Foot drop is a neurological disorder which impairs the ability of an individual to dorsiflex the foot (i.e., point the toe upward). This condition is a common side effect of a stroke, ALS, Multiple Sclerosis, or a peroneal nerve injury. Patients who experience Foot Drop utilize an assistive device known as an ankle-foot orthotic (AFO) which provides a stable and comfortable support for their foot and ankle and thus mitigates the condition effects. Current AFO’s are bulky, rigid, and disrupt the user’s natural gait by providing assistance at all times, regardless of need. An active AFO will provide users with assistance only during appropriate times in the gait cycle.

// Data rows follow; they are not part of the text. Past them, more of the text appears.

use std::time::Duration;

use thiserror::Error;

use super::bean_type::{BeanType, join_path, join_types};
use super::thread::ThreadReport;

/// Error type returned by bean factories.
pub type BoxError = Box<dyn std::error::Error + Send + Sync + 'static>;

pub type Result<T, E = BeanError> = std::result::Result<T, E>;

/// Errors raised by registration, resolution and instance production.
#[derive(Error, Debug)]
pub enum BeanError {
	/// Registration metadata violates an invariant; nothing was registered.
	#[error("invalid registration of {implementation}: {reason}")]
	InvalidRegistration {
		implementation: BeanType,
		reason: String,
	},

	#[error("no implementation found for {capability}{}", suggestion_hint(.suggestion))]
	NoImplementationFound {
		capability: BeanType,
		/// Closest registered capability name, if any is similar.
		suggestion: Option<&'static str>,
	},

	/// More than one candidate is left after resolution. Never resolved by guessing.
	#[error("ambiguous implementation for {capability}: [{}]", join_types(.candidates))]
	AmbiguousImplementation {
		capability: BeanType,
		candidates: Vec<BeanType>,
	},

	/// Re-entrant construction on one thread; `path` ends with the repeated type.
	#[error("circular dependency: {}", join_path(.path))]
	CircularDependency { path: Vec<BeanType> },

	#[error("creation of {implementation}{} failed: {reason}", capability_hint(.capability))]
	BeanCreationFailed {
		implementation: BeanType,
		/// Capability whose lookup triggered the creation, when known.
		capability: Option<BeanType>,
		reason: String,
		#[source]
		source: Option<BoxError>,
	},

	#[error(
		"timed out after {waited:?} waiting for {implementation} to be created by {creator} (waiting: {waiting})"
	)]
	BeanCreationTimeout {
		implementation: BeanType,
		waited: Duration,
		waiting: ThreadReport,
		creator: ThreadReport,
	},

	#[error("descriptor for {implementation} is disposed")]
	DescriptorDisposed { implementation: BeanType },

	/// The produced instance is not of the requested Rust type.
	#[error("instance of {implementation} is not a {expected}")]
	InstanceTypeMismatch {
		implementation: BeanType,
		expected: &'static str,
	},
}

impl BeanError {
	/// Errors that keep their identity when they bubble out of a nested construction.
	pub fn propagates_unwrapped(&self) -> bool {
		matches!(
			self,
			Self::CircularDependency { .. } | Self::BeanCreationTimeout { .. }
		)
	}

	/// Wraps a factory failure with the implementation being built.
	pub(crate) fn from_construction(implementation: BeanType, err: BoxError) -> Self {
		match err.downcast::<BeanError>() {
			Ok(inner) if inner.propagates_unwrapped() => *inner,
			Ok(inner) => Self::BeanCreationFailed {
				implementation,
				capability: None,
				reason: inner.to_string(),
				source: Some(inner as BoxError),
			},
			Err(other) => Self::BeanCreationFailed {
				implementation,
				capability: None,
				reason: other.to_string(),
				source: Some(other),
			},
		}
	}

	/// Fills in the looked-up capability on creation failures that lack one.
	pub(crate) fn with_capability(mut self, lookup: BeanType) -> Self {
		if let Self::BeanCreationFailed { capability, .. } = &mut self
			&& capability.is_none()
		{
			*capability = Some(lookup);
		}
		self
	}
}

fn suggestion_hint(suggestion: &Option<&'static str>) -> String {
	suggestion
		.map(|s| format!(" (did you mean `{s}`?)"))
		.unwrap_or_default()
}

fn capability_hint(capability: &Option<BeanType>) -> String {
	capability
		.map(|c| format!(" (looked up as {c})"))
		.unwrap_or_default()
}
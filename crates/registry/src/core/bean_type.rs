use std::any::type_name;
use std::cmp::Ordering;

/// How a [`BeanType`] takes part in override resolution.
#[derive(Debug, Clone, Copy, PartialEq, Eq, PartialOrd, Ord, Hash, Default)]
pub enum TypeKind {
	/// Instantiable type. Only concrete types can be registered or overridden.
	#[default]
	Concrete,
	/// Abstract base type: usable as a capability, never as an implementation.
	Abstract,
	/// Pure interface (trait) capability.
	Interface,
}

impl TypeKind {
	pub const fn as_str(self) -> &'static str {
		match self {
			Self::Concrete => "concrete",
			Self::Abstract => "abstract",
			Self::Interface => "interface",
		}
	}
}

/// Key under which implementations register and are looked up.
///
/// The registry never inspects types at runtime: callers declare the
/// capability closure of an implementation explicitly, and the [`TypeKind`]
/// tells the resolver whether override chasing applies.
#[derive(Debug, Clone, Copy, PartialEq, Eq, Hash)]
pub struct BeanType {
	name: &'static str,
	kind: TypeKind,
}

impl BeanType {
	pub const fn new(name: &'static str, kind: TypeKind) -> Self {
		Self { name, kind }
	}

	pub const fn concrete(name: &'static str) -> Self {
		Self::new(name, TypeKind::Concrete)
	}

	pub const fn abstract_type(name: &'static str) -> Self {
		Self::new(name, TypeKind::Abstract)
	}

	pub const fn interface(name: &'static str) -> Self {
		Self::new(name, TypeKind::Interface)
	}

	/// Concrete type named after the Rust type `T`.
	pub fn of<T: ?Sized + 'static>() -> Self {
		Self::concrete(type_name::<T>())
	}

	/// Interface type named after the trait object `T` (e.g. `dyn Store`).
	pub fn of_trait<T: ?Sized + 'static>() -> Self {
		Self::interface(type_name::<T>())
	}

	#[inline]
	pub const fn name(self) -> &'static str {
		self.name
	}

	#[inline]
	pub const fn kind(self) -> TypeKind {
		self.kind
	}

	#[inline]
	pub const fn is_concrete(self) -> bool {
		matches!(self.kind, TypeKind::Concrete)
	}
}

impl Ord for BeanType {
	fn cmp(&self, other: &Self) -> Ordering {
		self.name
			.cmp(other.name)
			.then_with(|| self.kind.cmp(&other.kind))
	}
}

impl PartialOrd for BeanType {
	fn partial_cmp(&self, other: &Self) -> Option<Ordering> {
		Some(self.cmp(other))
	}
}

impl std::fmt::Display for BeanType {
	fn fmt(&self, f: &mut std::fmt::Formatter<'_>) -> std::fmt::Result {
		f.write_str(self.name)
	}
}

/// Renders a type list as `A, B, C`.
pub(crate) fn join_types(types: &[BeanType]) -> String {
	let mut out = String::new();
	for (i, ty) in types.iter().enumerate() {
		if i > 0 {
			out.push_str(", ");
		}
		out.push_str(ty.name);
	}
	out
}

/// Renders a construction path as `A -> B -> A`.
pub(crate) fn join_path(path: &[BeanType]) -> String {
	path.iter().map(|t| t.name).collect::<Vec<_>>().join(" -> ")
}
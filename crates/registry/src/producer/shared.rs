//! Create-once producer for shared beans.
//!
//! # Protocol
//!
//! 1. **Fast path:** a stored instance is returned without taking any lock.
//! 2. **Election:** the caller tries to move the creator marker from
//!    [`NO_THREAD`] to its own thread id with a compare-and-set.
//! 3. **Winner:** re-checks the slot, constructs under the creation guard and
//!    stores the result on success. The marker is cleared and all waiters are
//!    notified on every exit path, so failures are never cached.
//! 4. **Losers:** wait on the condition variable in poll slices bounded by
//!    [`RegistryConfig::creation_timeout`]. With verbose diagnostics a
//!    potential-deadlock warning carrying both thread reports is logged once
//!    after [`RegistryConfig::deadlock_warning_after`].
//!
//! A hung creator is never interrupted; only its waiters time out.

use std::sync::Arc;
use std::sync::atomic::{AtomicU64, Ordering};
use std::time::Instant;

use arc_swap::ArcSwapOption;
use parking_lot::{Condvar, Mutex, MutexGuard};

use super::{BeanFactory, InstanceProducer, construct_guarded};
use crate::core::thread::NO_THREAD;
use crate::core::{
	BeanError, BeanInstance, RegistryConfig, Result, ThreadReport, current_thread_id,
};
use crate::descriptor::Descriptor;
use crate::guard;
use crate::registry::Registry;

/// Produces one instance per descriptor and shares it until disposal.
pub struct SharedProducer {
	factory: Option<Arc<dyn BeanFactory>>,
	instance: ArcSwapOption<BeanInstance>,
	/// Id of the thread currently constructing, or [`NO_THREAD`].
	creator: AtomicU64,
	/// Creator's report while a creation is in flight. Doubles as the monitor
	/// guarding marker resets, disposal and the condition variable.
	monitor: Mutex<Option<ThreadReport>>,
	created: Condvar,
}

impl SharedProducer {
	pub fn new(factory: Arc<dyn BeanFactory>) -> Self {
		Self {
			factory: Some(factory),
			instance: ArcSwapOption::empty(),
			creator: AtomicU64::new(NO_THREAD),
			monitor: Mutex::new(None),
			created: Condvar::new(),
		}
	}

	/// Producer whose single instance already exists.
	pub fn with_instance(instance: BeanInstance) -> Self {
		Self {
			factory: None,
			instance: ArcSwapOption::from_pointee(instance),
			creator: AtomicU64::new(NO_THREAD),
			monitor: Mutex::new(None),
			created: Condvar::new(),
		}
	}

	fn stored(&self) -> Option<BeanInstance> {
		self.instance.load_full().map(|arc| BeanInstance::clone(&arc))
	}

	fn create(&self, registry: &Registry, descriptor: &Descriptor) -> Result<BeanInstance> {
		let implementation = descriptor.implementation();
		let _reset = CreatorReset { producer: self };
		let mut report = ThreadReport::capture_current(registry.config().verbose_diagnostics);
		report.creation_path.push(implementation);
		*self.monitor.lock() = Some(report);

		// Another creator may have finished between our fast-path miss and the election.
		if let Some(instance) = self.stored() {
			return Ok(instance);
		}
		let Some(factory) = &self.factory else {
			// A preset slot is only ever emptied by disposal.
			return Err(BeanError::DescriptorDisposed { implementation });
		};

		let instance = construct_guarded(factory.as_ref(), registry, implementation)?;

		let monitor = self.monitor.lock();
		if descriptor.is_disposed() {
			tracing::debug!(bean = %implementation, "descriptor disposed during creation; not caching instance");
		} else {
			self.instance.store(Some(Arc::new(instance.clone())));
			tracing::debug!(bean = %implementation, "shared instance created");
		}
		drop(monitor);
		Ok(instance)
	}

	fn await_creator(
		&self,
		config: &RegistryConfig,
		descriptor: &Descriptor,
		owner: u64,
	) -> Result<BeanInstance> {
		let implementation = descriptor.implementation();
		let started = Instant::now();
		let mut warned = !config.verbose_diagnostics;
		// Creator still in flight when the wait ran out, read under the monitor.
		let mut stalled_on = None;
		let mut monitor = self.monitor.lock();

		loop {
			let current = self.creator.load(Ordering::Acquire);
			if current == NO_THREAD || descriptor.is_disposed() {
				break;
			}
			let elapsed = started.elapsed();
			if elapsed >= config.creation_timeout {
				stalled_on = Some(current);
				break;
			}
			if !warned && elapsed >= config.deadlock_warning_after {
				warned = true;
				let creator = monitor.clone().unwrap_or_else(|| ThreadReport::unknown(owner));
				MutexGuard::unlocked(&mut monitor, || {
					let waiting = ThreadReport::capture_current(true);
					tracing::warn!(
						bean = %implementation,
						waited = ?elapsed,
						"potential deadlock while waiting for a shared instance\ncreator: {creator:#}\nwaiting: {waiting:#}"
					);
				});
				continue;
			}

			let mut slice = config.poll_slice().min(config.creation_timeout - elapsed);
			if !warned {
				slice = slice.min(config.deadlock_warning_after - elapsed);
			}
			// Timeouts and spurious wakeups both fall through to the re-check.
			self.created.wait_for(&mut monitor, slice);
		}

		let creator = monitor.clone();
		drop(monitor);

		if let Some(instance) = self.stored() {
			return Ok(instance);
		}
		if descriptor.is_disposed() {
			return Err(BeanError::DescriptorDisposed { implementation });
		}

		let waited = started.elapsed();
		if let Some(current) = stalled_on {
			let creator = creator.unwrap_or_else(|| ThreadReport::unknown(current));
			let waiting = ThreadReport::capture_current(true);
			tracing::warn!(
				bean = %implementation,
				waited = ?waited,
				"gave up waiting for a shared instance\ncreator: {creator:#}\nwaiting: {waiting:#}"
			);
			return Err(BeanError::BeanCreationTimeout {
				implementation,
				waited,
				waiting,
				creator,
			});
		}

		Err(BeanError::BeanCreationFailed {
			implementation,
			capability: None,
			reason: format!(
				"thread #{owner} finished creating it without storing an instance; its construction most likely failed"
			),
			source: None,
		})
	}
}

impl InstanceProducer for SharedProducer {
	fn produce(&self, registry: &Registry, descriptor: &Descriptor) -> Result<BeanInstance> {
		if let Some(instance) = self.stored() {
			return Ok(instance);
		}
		let implementation = descriptor.implementation();
		if descriptor.is_disposed() {
			return Err(BeanError::DescriptorDisposed { implementation });
		}

		let me = current_thread_id();
		match self
			.creator
			.compare_exchange(NO_THREAD, me, Ordering::AcqRel, Ordering::Acquire)
		{
			Ok(_) => self.create(registry, descriptor),
			// We are the creator: the factory asked for its own bean.
			Err(owner) if owner == me => {
				let mut path = guard::creation_path();
				path.push(implementation);
				Err(BeanError::CircularDependency { path })
			}
			Err(owner) => self.await_creator(registry.config(), descriptor, owner),
		}
	}

	fn has_instance(&self) -> bool {
		self.instance.load().is_some()
	}

	fn dispose(&self) {
		let _monitor = self.monitor.lock();
		self.instance.store(None);
		self.created.notify_all();
	}
}

/// Clears the creator marker and wakes waiters, success or failure.
struct CreatorReset<'a> {
	producer: &'a SharedProducer,
}

impl Drop for CreatorReset<'_> {
	fn drop(&mut self) {
		let mut report = self.producer.monitor.lock();
		*report = None;
		self.producer.creator.store(NO_THREAD, Ordering::Release);
		self.producer.created.notify_all();
	}
}
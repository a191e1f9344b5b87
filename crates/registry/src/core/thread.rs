//! Thread identity and diagnostic reports for the shared-instance protocol.

use std::backtrace::Backtrace;
use std::sync::Arc;
use std::sync::atomic::{AtomicU64, Ordering};

use super::bean_type::{BeanType, join_path};

/// Marker value for "no thread"; real ids start at 1.
pub(crate) const NO_THREAD: u64 = 0;

static NEXT_THREAD_ID: AtomicU64 = AtomicU64::new(1);

thread_local! {
	static THREAD_ID: u64 = NEXT_THREAD_ID.fetch_add(1, Ordering::Relaxed);
}

/// Returns a process-unique, non-zero id for the calling thread.
pub fn current_thread_id() -> u64 {
	THREAD_ID.with(|id| *id)
}

/// Snapshot of what a thread was doing, attached to creation diagnostics.
#[derive(Debug, Clone)]
pub struct ThreadReport {
	pub id: u64,
	pub name: Option<String>,
	/// Beans under construction on that thread, outermost first.
	pub creation_path: Vec<BeanType>,
	pub backtrace: Option<Arc<Backtrace>>,
}

impl ThreadReport {
	/// Captures the calling thread.
	pub(crate) fn capture_current(with_backtrace: bool) -> Self {
		Self {
			id: current_thread_id(),
			name: std::thread::current().name().map(str::to_owned),
			creation_path: crate::guard::creation_path(),
			backtrace: with_backtrace.then(|| Arc::new(Backtrace::force_capture())),
		}
	}

	/// Placeholder for a thread whose report is no longer available.
	pub(crate) fn unknown(id: u64) -> Self {
		Self {
			id,
			name: None,
			creation_path: Vec::new(),
			backtrace: None,
		}
	}
}

/// `{}` prints the header line; `{:#}` appends the backtrace when captured.
impl std::fmt::Display for ThreadReport {
	fn fmt(&self, f: &mut std::fmt::Formatter<'_>) -> std::fmt::Result {
		write!(f, "thread #{}", self.id)?;
		if let Some(name) = &self.name {
			write!(f, " ({name})")?;
		}
		if !self.creation_path.is_empty() {
			write!(f, " building [{}]", join_path(&self.creation_path))?;
		}
		if f.alternate()
			&& let Some(bt) = &self.backtrace
		{
			write!(f, "\n{bt}")?;
		}
		Ok(())
	}
}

The specific goal of our team is to incorporate previous work done, including using a McKibben muscle and a terrain sensing system into an untethered AFO. It also should have an aesthetically pleasing flexible exoskeleton made from allergy conscious materials which comfortably fits into a user’s existing footwear. The exoskeleton need to be integrated with the actuation device, sensing system, and microcontroller. The AFO must also must be capable of applying torque to and rotating the user’s foot and should be designed to endure an entire day use untethered. The sensors and microcontroller system should incorporate the existing terrain sensing system as well as implementing more suitable heel strike sensing. The resulting design and prototype must follow the safety standards set forth by the Institutional Review Board as well as the ASME Boiler and Pressure Vessel Code.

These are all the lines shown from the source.